- Problem requirements -
The answer is all of the data, repeated exactly.

Stored data
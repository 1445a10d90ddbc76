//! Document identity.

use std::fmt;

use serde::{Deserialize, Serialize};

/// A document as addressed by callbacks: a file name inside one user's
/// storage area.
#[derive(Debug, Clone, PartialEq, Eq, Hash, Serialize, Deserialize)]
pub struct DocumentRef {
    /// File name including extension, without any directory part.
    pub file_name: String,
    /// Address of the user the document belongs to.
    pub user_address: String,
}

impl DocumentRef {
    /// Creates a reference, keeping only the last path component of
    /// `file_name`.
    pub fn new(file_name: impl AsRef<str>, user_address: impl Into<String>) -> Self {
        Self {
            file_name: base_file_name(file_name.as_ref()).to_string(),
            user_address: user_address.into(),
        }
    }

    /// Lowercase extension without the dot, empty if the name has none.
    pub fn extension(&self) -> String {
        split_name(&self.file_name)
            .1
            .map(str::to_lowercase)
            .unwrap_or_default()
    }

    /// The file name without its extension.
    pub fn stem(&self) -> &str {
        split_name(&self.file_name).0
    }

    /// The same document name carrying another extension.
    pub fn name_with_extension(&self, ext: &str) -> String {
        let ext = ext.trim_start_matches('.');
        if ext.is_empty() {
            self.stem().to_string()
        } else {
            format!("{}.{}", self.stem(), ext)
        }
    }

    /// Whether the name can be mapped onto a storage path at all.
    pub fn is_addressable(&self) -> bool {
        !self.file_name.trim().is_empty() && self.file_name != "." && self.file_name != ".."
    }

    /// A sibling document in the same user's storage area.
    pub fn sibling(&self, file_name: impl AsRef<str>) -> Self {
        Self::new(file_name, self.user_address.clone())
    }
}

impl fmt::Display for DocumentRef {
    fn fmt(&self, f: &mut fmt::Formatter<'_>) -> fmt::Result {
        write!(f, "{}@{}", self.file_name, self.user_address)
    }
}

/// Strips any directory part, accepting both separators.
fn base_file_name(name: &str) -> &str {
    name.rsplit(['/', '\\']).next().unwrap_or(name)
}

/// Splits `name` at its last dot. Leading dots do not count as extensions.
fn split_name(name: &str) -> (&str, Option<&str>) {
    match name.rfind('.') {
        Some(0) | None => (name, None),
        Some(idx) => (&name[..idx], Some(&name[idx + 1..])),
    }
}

- Task answer -
repository 1445a10d90ddbc76
//! Document identity.

use std::fmt;

use serde::{Deserialize, Serialize};

/// A document as addressed by callbacks: a file name inside one user's
/// storage area.
#[derive(Debug, Clone, PartialEq, Eq, Hash, Serialize, Deserialize)]
pub struct DocumentRef {
    /// File name including extension, without any directory part.
    pub file_name: String,
    /// Address of the user the document belongs to.
    pub user_address: String,
}

impl DocumentRef {
    /// Creates a reference, keeping only the last path component of
    /// `file_name`.
    pub fn new(file_name: impl AsRef<str>, user_address: impl Into<String>) -> Self {
        Self {
            file_name: base_file_name(file_name.as_ref()).to_string(),
            user_address: user_address.into(),
        }
    }

    /// Lowercase extension without the dot, empty if the name has none.
    pub fn extension(&self) -> String {
        split_name(&self.file_name)
            .1
            .map(str::to_lowercase)
            .unwrap_or_default()
    }

    /// The file name without its extension.
    pub fn stem(&self) -> &str {
        split_name(&self.file_name).0
    }

    /// The same document name carrying another extension.
    pub fn name_with_extension(&self, ext: &str) -> String {
        let ext = ext.trim_start_matches('.');
        if ext.is_empty() {
            self.stem().to_string()
        } else {
            format!("{}.{}", self.stem(), ext)
        }
    }

    /// Whether the name can be mapped onto a storage path at all.
    pub fn is_addressable(&self) -> bool {
        !self.file_name.trim().is_empty() && self.file_name != "." && self.file_name != ".."
    }

    /// A sibling document in the same user's storage area.
    pub fn sibling(&self, file_name: impl AsRef<str>) -> Self {
        Self::new(file_name, self.user_address.clone())
    }
}

impl fmt::Display for DocumentRef {
    fn fmt(&self, f: &mut fmt::Formatter<'_>) -> fmt::Result {
        write!(f, "{}@{}", self.file_name, self.user_address)
    }
}

/// Strips any directory part, accepting both separators.
fn base_file_name(name: &str) -> &str {
    name.rsplit(['/', '\\']).next().unwrap_or(name)
}

/// Splits `name` at its last dot. Leading dots do not count as extensions.
fn split_name(name: &str) -> (&str, Option<&str>) {
    match name.rfind('.') {
        Some(0) | None => (name, None),
        Some(idx) => (&name[..idx], Some(&name[idx + 1..])),
    }
}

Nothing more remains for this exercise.